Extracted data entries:
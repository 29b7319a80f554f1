//! Reply payloads returned by the command processor.

use std::fmt;

use serde::{Deserialize, Serialize};

use crate::{display::Card, error::FlightLogError};

/// Who gets to see a reply.
#[derive(Debug, Clone, Copy, PartialEq, Eq, Serialize, Deserialize)]
#[serde(rename_all = "lowercase")]
pub enum Visibility {
    /// Only the caller (ephemeral)
    Private,
    /// Everyone in the channel
    Public,
}

/// Content of a reply.
#[derive(Debug, Clone, PartialEq, Eq, Serialize, Deserialize)]
#[serde(tag = "kind", content = "content", rename_all = "lowercase")]
pub enum ResponseBody {
    /// One or more size-bounded text blocks, delivered in order
    Blocks(Vec<String>),
    /// A structured card
    Card(Card),
}

/// A complete reply to one command invocation.
#[derive(Debug, Clone, PartialEq, Eq, Serialize, Deserialize)]
pub struct Response {
    pub visibility: Visibility,
    pub body: ResponseBody,
}

impl Response {
    pub fn private_text(text: impl Into<String>) -> Self {
        Self {
            visibility: Visibility::Private,
            body: ResponseBody::Blocks(vec![text.into()]),
        }
    }

    pub fn private_blocks(blocks: Vec<String>) -> Self {
        Self {
            visibility: Visibility::Private,
            body: ResponseBody::Blocks(blocks),
        }
    }

    pub fn public_card(card: Card) -> Self {
        Self {
            visibility: Visibility::Public,
            body: ResponseBody::Card(card),
        }
    }

    /// The uniform reply for a failed command: its user message, private.
    pub fn from_error(error: &FlightLogError) -> Self {
        Self::private_text(error.user_message())
    }

    pub fn is_private(&self) -> bool {
        self.visibility == Visibility::Private
    }

    /// Text blocks as delivered; a card counts as a single block.
    pub fn blocks(&self) -> Vec<String> {
        match &self.body {
            ResponseBody::Blocks(blocks) => blocks.clone(),
            ResponseBody::Card(card) => vec![card.to_string()],
        }
    }

    /// Image attached to the reply, if any.
    pub fn image_url(&self) -> Option<&str> {
        match &self.body {
            ResponseBody::Card(card) => card.image_url.as_deref(),
            ResponseBody::Blocks(_) => None,
        }
    }
}

impl fmt::Display for Response {
    fn fmt(&self, f: &mut fmt::Formatter<'_>) -> fmt::Result {
        match &self.body {
            ResponseBody::Blocks(blocks) => {
                for block in blocks {
                    f.write_str(block)?;
                    if !block.ends_with('\n') {
                        writeln!(f)?;
                    }
                }
                Ok(())
            }
            ResponseBody::Card(card) => write!(f, "{card}"),
        }
    }
}
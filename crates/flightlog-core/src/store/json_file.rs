//! Flat-file record store.
//!
//! The whole record set lives in one JSON document that is read on every call
//! and rewritten on every mutation:
//!
//! ```json
//! { "next_id": 3, "records": [ { "id": 1, "owner_id": "...", ... } ] }
//! ```
//!
//! A bare array of records is accepted as well. Missing, truncated, or
//! otherwise unreadable JSON is treated as an empty store.

use std::{
    fs::{self, File},
    io::{self, ErrorKind, Write},
    path::{Path, PathBuf},
};

use async_trait::async_trait;
use log::{debug, warn};
use serde::{Deserialize, Serialize};
use tokio::{sync::Mutex, task};

use super::{next_created_at, RecordStore};
use crate::{
    error::{FlightLogError, Result, StoreResultExt},
    models::{FlightLogRecord, NewFlightLog, RecordId},
};

#[derive(Debug, Default, Serialize, Deserialize)]
struct FlightLogDocument {
    #[serde(default)]
    next_id: RecordId,
    #[serde(default)]
    records: Vec<FlightLogRecord>,
}

#[derive(Deserialize)]
#[serde(untagged)]
enum StoredForm {
    Document(FlightLogDocument),
    Records(Vec<FlightLogRecord>),
}

impl FlightLogDocument {
    fn parse(contents: &str, path: &Path) -> Self {
        if contents.trim().is_empty() {
            return Self::default();
        }

        match serde_json::from_str::<StoredForm>(contents) {
            Ok(StoredForm::Document(document)) => document,
            Ok(StoredForm::Records(records)) => Self {
                next_id: 0,
                records,
            },
            Err(e) => {
                warn!(
                    "Ignoring unreadable flight log file {}: {e}",
                    path.display()
                );
                Self::default()
            }
        }
    }

    /// Next free id, never below one past the highest id present.
    fn allocate_id(&mut self) -> Result<RecordId> {
        let exhausted = || {
            FlightLogError::store("No flight log ids left")
                .with_source(io::Error::other("record id space exhausted"))
        };

        let floor = match self.records.iter().map(|r| r.id).max() {
            Some(max) => max.checked_add(1).ok_or_else(exhausted)?,
            None => 1,
        };
        let id = self.next_id.max(floor);
        self.next_id = id.checked_add(1).ok_or_else(exhausted)?;
        Ok(id)
    }
}

fn load(path: &Path) -> Result<FlightLogDocument> {
    match fs::read_to_string(path) {
        Ok(contents) => Ok(FlightLogDocument::parse(&contents, path)),
        Err(e) if e.kind() == ErrorKind::NotFound => Ok(FlightLogDocument::default()),
        Err(e) if e.kind() == ErrorKind::InvalidData => {
            warn!("Ignoring non-UTF-8 flight log file {}: {e}", path.display());
            Ok(FlightLogDocument::default())
        }
        Err(e) => Err(FlightLogError::store("Failed to read flight log file").with_source(e)),
    }
}

#[cfg(unix)]
fn fsync_dir(path: &Path) -> io::Result<()> {
    File::open(path)?.sync_all()
}

#[cfg(not(unix))]
fn fsync_dir(_path: &Path) -> io::Result<()> {
    Ok(())
}

/// Write to a sibling temp file, then rename over the original.
///
/// The temp file is synced before the rename and the directory after it, so
/// a crash leaves either the old document or the new one, never an empty
/// file.
fn save(path: &Path, document: &FlightLogDocument) -> Result<()> {
    let contents =
        serde_json::to_vec_pretty(document).store_context("Failed to serialize flight logs")?;

    let mut tmp_path = path.as_os_str().to_owned();
    tmp_path.push(".tmp");
    let tmp_path = PathBuf::from(tmp_path);

    let mut file = File::create(&tmp_path).store_context("Failed to create flight log file")?;
    file.write_all(&contents)
        .store_context("Failed to write flight log file")?;
    file.sync_all()
        .store_context("Failed to sync flight log file")?;
    drop(file);

    fs::rename(&tmp_path, path).store_context("Failed to replace flight log file")?;

    let parent = path
        .parent()
        .filter(|p| !p.as_os_str().is_empty())
        .unwrap_or_else(|| Path::new("."));
    fsync_dir(parent).store_context("Failed to sync flight log directory")
}

/// Record store backed by a single JSON file.
#[derive(Debug)]
pub struct JsonFileStore {
    path: PathBuf,
    // serializes read-modify-write cycles within this process
    lock: Mutex<()>,
}

impl JsonFileStore {
    pub fn new<P: AsRef<Path>>(path: P) -> Self {
        Self {
            path: path.as_ref().to_path_buf(),
            lock: Mutex::new(()),
        }
    }

    pub fn path(&self) -> &Path {
        &self.path
    }
}

#[async_trait]
impl RecordStore for JsonFileStore {
    async fn create(&self, flight: NewFlightLog) -> Result<RecordId> {
        let _guard = self.lock.lock().await;
        let path = self.path.clone();

        task::spawn_blocking(move || -> Result<RecordId> {
            let mut document = load(&path)?;
            let latest = document.records.iter().map(|r| r.created_at).max();
            let id = document.allocate_id()?;

            document
                .records
                .push(flight.into_record(id, next_created_at(latest)));
            save(&path, &document)?;

            debug!("Stored flight {id} in {}", path.display());
            Ok(id)
        })
        .await
        .store_context("File store task failed")?
    }

    async fn list(&self, owner_id: &str) -> Result<Vec<FlightLogRecord>> {
        let _guard = self.lock.lock().await;
        let path = self.path.clone();
        let owner_id = owner_id.to_string();

        task::spawn_blocking(move || -> Result<Vec<FlightLogRecord>> {
            let document = load(&path)?;
            Ok(document
                .records
                .into_iter()
                .filter(|r| r.owner_id == owner_id)
                .collect())
        })
        .await
        .store_context("File store task failed")?
    }

    async fn delete(&self, id: RecordId) -> Result<bool> {
        let _guard = self.lock.lock().await;
        let path = self.path.clone();

        task::spawn_blocking(move || -> Result<bool> {
            let mut document = load(&path)?;
            let before = document.records.len();
            document.records.retain(|r| r.id != id);

            if document.records.len() == before {
                return Ok(false);
            }

            // keep the removed id retired
            document.next_id = document.next_id.max(id.saturating_add(1));
            save(&path, &document)?;
            Ok(true)
        })
        .await
        .store_context("File store task failed")?
    }
}
//! Terminal rendering of flight log replies
//!
//! Replies are markdown. With color enabled they are styled through
//! termimad; otherwise the markdown is printed as is.

use std::io::{self, Write};

use anyhow::Result;
use termimad::{crossterm::style::Color, MadSkin};

/// Prints replies to the terminal, rich or plain
pub struct TerminalRenderer {
    rich_enabled: bool,
    skin: MadSkin,
}

impl TerminalRenderer {
    pub fn new(rich_enabled: bool) -> Self {
        let mut skin = MadSkin::default();

        skin.set_headers_fg(Color::Green);
        skin.bold.set_fg(Color::Yellow);
        skin.italic.set_fg(Color::DarkGrey);
        skin.inline_code.set_bg(Color::AnsiValue(238));

        Self { rich_enabled, skin }
    }

    /// Render a markdown reply to stdout.
    pub fn render(&self, markdown: &str) -> Result<()> {
        let mut out = io::stdout().lock();

        if self.rich_enabled {
            for line in markdown.lines() {
                if let Some(title) = line.strip_prefix("## ") {
                    // card titles keep their color without the hash marks
                    writeln!(out, "\x1b[32;1m{title}\x1b[0m")?;
                } else {
                    writeln!(out, "{}", self.skin.inline(line))?;
                }
            }
        } else {
            write!(out, "{markdown}")?;
        }

        out.flush()?;
        Ok(())
    }

    /// Render an error reply to stderr, always plain.
    pub fn render_error(&self, message: &str) {
        eprint!("{message}");
    }
}

impl Default for TerminalRenderer {
    fn default() -> Self {
        Self::new(true)
    }
}
//! SQLite-backed record store.

use std::path::{Path, PathBuf};

use async_trait::async_trait;
use log::debug;
use tokio::task;

use super::RecordStore;
use crate::{
    db::Database,
    error::{Result, StoreResultExt},
    models::{FlightLogRecord, NewFlightLog, RecordId},
};

/// Record store backed by an SQLite database file.
///
/// Each call opens its own connection on a blocking task, so no connection
/// is ever shared across threads.
#[derive(Debug, Clone)]
pub struct SqliteStore {
    db_path: PathBuf,
}

impl SqliteStore {
    /// Opens (and if needed initializes) the database at `path`.
    pub async fn open<P: AsRef<Path>>(path: P) -> Result<Self> {
        let db_path = path.as_ref().to_path_buf();

        let init_path = db_path.clone();
        task::spawn_blocking(move || Database::new(&init_path).map(|_| ()))
            .await
            .store_context("Database task failed")??;

        debug!("SQLite store ready at {}", db_path.display());
        Ok(Self { db_path })
    }

    pub fn path(&self) -> &Path {
        &self.db_path
    }
}

#[async_trait]
impl RecordStore for SqliteStore {
    async fn create(&self, flight: NewFlightLog) -> Result<RecordId> {
        let db_path = self.db_path.clone();

        let record = task::spawn_blocking(move || {
            let mut db = Database::new(&db_path)?;
            db.insert_flight(&flight)
        })
        .await
        .store_context("Database task failed")??;

        Ok(record.id)
    }

    async fn list(&self, owner_id: &str) -> Result<Vec<FlightLogRecord>> {
        let db_path = self.db_path.clone();
        let owner_id = owner_id.to_string();

        task::spawn_blocking(move || {
            let db = Database::new(&db_path)?;
            db.list_flights(&owner_id)
        })
        .await
        .store_context("Database task failed")?
    }

    async fn delete(&self, id: RecordId) -> Result<bool> {
        let db_path = self.db_path.clone();

        task::spawn_blocking(move || {
            let mut db = Database::new(&db_path)?;
            db.delete_flight(id)
        })
        .await
        .store_context("Database task failed")?
    }
}
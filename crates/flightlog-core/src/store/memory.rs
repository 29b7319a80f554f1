//! Process-local record store.

use async_trait::async_trait;
use tokio::sync::Mutex;

use super::{next_created_at, RecordStore};
use crate::{
    error::Result,
    models::{FlightLogRecord, NewFlightLog, RecordId},
};

#[derive(Debug)]
struct MemoryState {
    next_id: RecordId,
    records: Vec<FlightLogRecord>,
}

/// Record store kept entirely in memory.
#[derive(Debug)]
pub struct MemoryStore {
    state: Mutex<MemoryState>,
}

impl MemoryStore {
    pub fn new() -> Self {
        Self {
            state: Mutex::new(MemoryState {
                next_id: 1,
                records: Vec::new(),
            }),
        }
    }
}

impl Default for MemoryStore {
    fn default() -> Self {
        Self::new()
    }
}

#[async_trait]
impl RecordStore for MemoryStore {
    async fn create(&self, flight: NewFlightLog) -> Result<RecordId> {
        let mut state = self.state.lock().await;

        let latest = state.records.iter().map(|r| r.created_at).max();
        let id = state.next_id;
        state.next_id += 1;

        let record = flight.into_record(id, next_created_at(latest));
        state.records.push(record);
        Ok(id)
    }

    async fn list(&self, owner_id: &str) -> Result<Vec<FlightLogRecord>> {
        let state = self.state.lock().await;
        Ok(state
            .records
            .iter()
            .filter(|r| r.owner_id == owner_id)
            .cloned()
            .collect())
    }

    async fn delete(&self, id: RecordId) -> Result<bool> {
        let mut state = self.state.lock().await;
        let before = state.records.len();
        state.records.retain(|r| r.id != id);
        Ok(state.records.len() != before)
    }
}
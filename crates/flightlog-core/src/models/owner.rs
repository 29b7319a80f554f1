//! Owner reference passed in by the dispatch layer.

use std::fmt;

#[cfg(feature = "schema")]
use schemars::JsonSchema;
use serde::{Deserialize, Serialize};

/// The individual a flight record is attributed to.
///
/// `id` is opaque to the core; `label` is only used for display and is
/// captured on each record at creation time.
#[derive(Debug, Clone, Default, PartialEq, Eq, Serialize, Deserialize)]
#[cfg_attr(feature = "schema", derive(JsonSchema))]
pub struct Owner {
    /// Opaque identity of the owner
    pub id: String,
    /// Display label (falls back to the id when empty)
    #[serde(default)]
    pub label: String,
}

impl Owner {
    pub fn new(id: impl Into<String>, label: impl Into<String>) -> Self {
        Self {
            id: id.into(),
            label: label.into(),
        }
    }

    /// Label to show to users.
    pub fn display_name(&self) -> &str {
        if self.label.trim().is_empty() {
            &self.id
        } else {
            &self.label
        }
    }
}

impl fmt::Display for Owner {
    fn fmt(&self, f: &mut fmt::Formatter<'_>) -> fmt::Result {
        f.write_str(self.display_name())
    }
}
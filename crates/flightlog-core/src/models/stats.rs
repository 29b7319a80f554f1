//! Aggregate statistics over an owner's flight records.

use std::collections::{HashMap, HashSet};

use serde::{Deserialize, Serialize};

use super::FlightLogRecord;

/// The most frequently flown aircraft type and how often it appears.
#[derive(Debug, Clone, PartialEq, Eq, Serialize, Deserialize)]
pub struct VehicleUsage {
    pub vehicle_type: String,
    pub count: usize,
}

/// Summary numbers shown by the stats command.
#[derive(Debug, Clone, PartialEq, Eq, Serialize, Deserialize)]
pub struct FlightStats {
    /// Number of records
    pub total_flights: usize,
    /// Distinct airports across all origins and destinations
    pub unique_airports: usize,
    /// Sum of passenger counts; unparsable counts contribute zero
    pub total_passengers: u64,
    /// `None` only for an empty record set
    pub most_used_vehicle: Option<VehicleUsage>,
}

impl FlightStats {
    /// Aggregate the given records.
    ///
    /// Ties for the most used aircraft go to the type that appears first in
    /// `records`, so callers should pass a deterministically ordered slice.
    pub fn from_records(records: &[FlightLogRecord]) -> Self {
        let airports: HashSet<&str> = records
            .iter()
            .flat_map(|r| [r.origin.as_str(), r.destination.as_str()])
            .collect();

        let total_passengers = records
            .iter()
            .map(|r| parse_passengers(&r.passenger_count))
            .fold(0u64, u64::saturating_add);

        Self {
            total_flights: records.len(),
            unique_airports: airports.len(),
            total_passengers,
            most_used_vehicle: most_used_vehicle(records),
        }
    }
}

/// Passenger counts are free text; anything that is not a non-negative
/// integer counts as zero.
pub fn parse_passengers(raw: &str) -> u64 {
    raw.trim().parse::<u64>().unwrap_or(0)
}

fn most_used_vehicle(records: &[FlightLogRecord]) -> Option<VehicleUsage> {
    let mut first_seen: Vec<&str> = Vec::new();
    let mut counts: HashMap<&str, usize> = HashMap::new();

    for record in records {
        let count = counts.entry(record.vehicle_type.as_str()).or_insert(0);
        if *count == 0 {
            first_seen.push(record.vehicle_type.as_str());
        }
        *count += 1;
    }

    // strict comparison keeps the earliest type on ties
    first_seen
        .into_iter()
        .fold(None, |best: Option<(&str, usize)>, vehicle| {
            let count = counts[vehicle];
            match best {
                Some((_, best_count)) if best_count >= count => best,
                _ => Some((vehicle, count)),
            }
        })
        .map(|(vehicle_type, count)| VehicleUsage {
            vehicle_type: vehicle_type.to_string(),
            count,
        })
}
//! Flight log record definitions.

use jiff::Timestamp;
use serde::{Deserialize, Serialize};

/// Store-assigned identity of a record.
pub type RecordId = u64;

/// Duration recorded when none was submitted.
pub const DEFAULT_DURATION: &str = "N/A";

/// A persisted flight log entry.
///
/// Records are immutable: they are created by a store and only ever removed
/// as a whole.
#[derive(Debug, Clone, Serialize, Deserialize, PartialEq)]
pub struct FlightLogRecord {
    /// Unique identifier assigned by the store, never reused
    pub id: RecordId,

    /// Identity of the pilot the flight belongs to
    pub owner_id: String,

    /// Pilot label at the time of logging
    pub owner_label: String,

    /// Departure airport
    pub origin: String,

    /// Arrival airport
    pub destination: String,

    /// Aircraft type
    pub vehicle_type: String,

    /// Callsign including the organization tag
    pub callsign: String,

    /// Passenger count as submitted
    pub passenger_count: String,

    /// Flight time as submitted
    #[serde(default = "default_duration")]
    pub duration: String,

    /// Optional screenshot or photo of the flight
    #[serde(default, skip_serializing_if = "Option::is_none")]
    pub image_url: Option<String>,

    /// Timestamp assigned by the store (UTC)
    pub created_at: Timestamp,
}

/// A validated record that has not been stored yet.
#[derive(Debug, Clone, Serialize, Deserialize, PartialEq, Eq)]
pub struct NewFlightLog {
    pub owner_id: String,
    pub owner_label: String,
    pub origin: String,
    pub destination: String,
    pub vehicle_type: String,
    pub callsign: String,
    pub passenger_count: String,
    pub duration: String,
    pub image_url: Option<String>,
}

impl NewFlightLog {
    /// Attach the store-assigned identity and timestamp.
    pub fn into_record(self, id: RecordId, created_at: Timestamp) -> FlightLogRecord {
        FlightLogRecord {
            id,
            owner_id: self.owner_id,
            owner_label: self.owner_label,
            origin: self.origin,
            destination: self.destination,
            vehicle_type: self.vehicle_type,
            callsign: self.callsign,
            passenger_count: self.passenger_count,
            duration: self.duration,
            image_url: self.image_url,
            created_at,
        }
    }
}

fn default_duration() -> String {
    DEFAULT_DURATION.to_string()
}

What needs to be done: Each line above that contains the word "when" should be returned.

Expected output:
    /// Display label (falls back to the id when empty)
/// Duration recorded when none was submitted.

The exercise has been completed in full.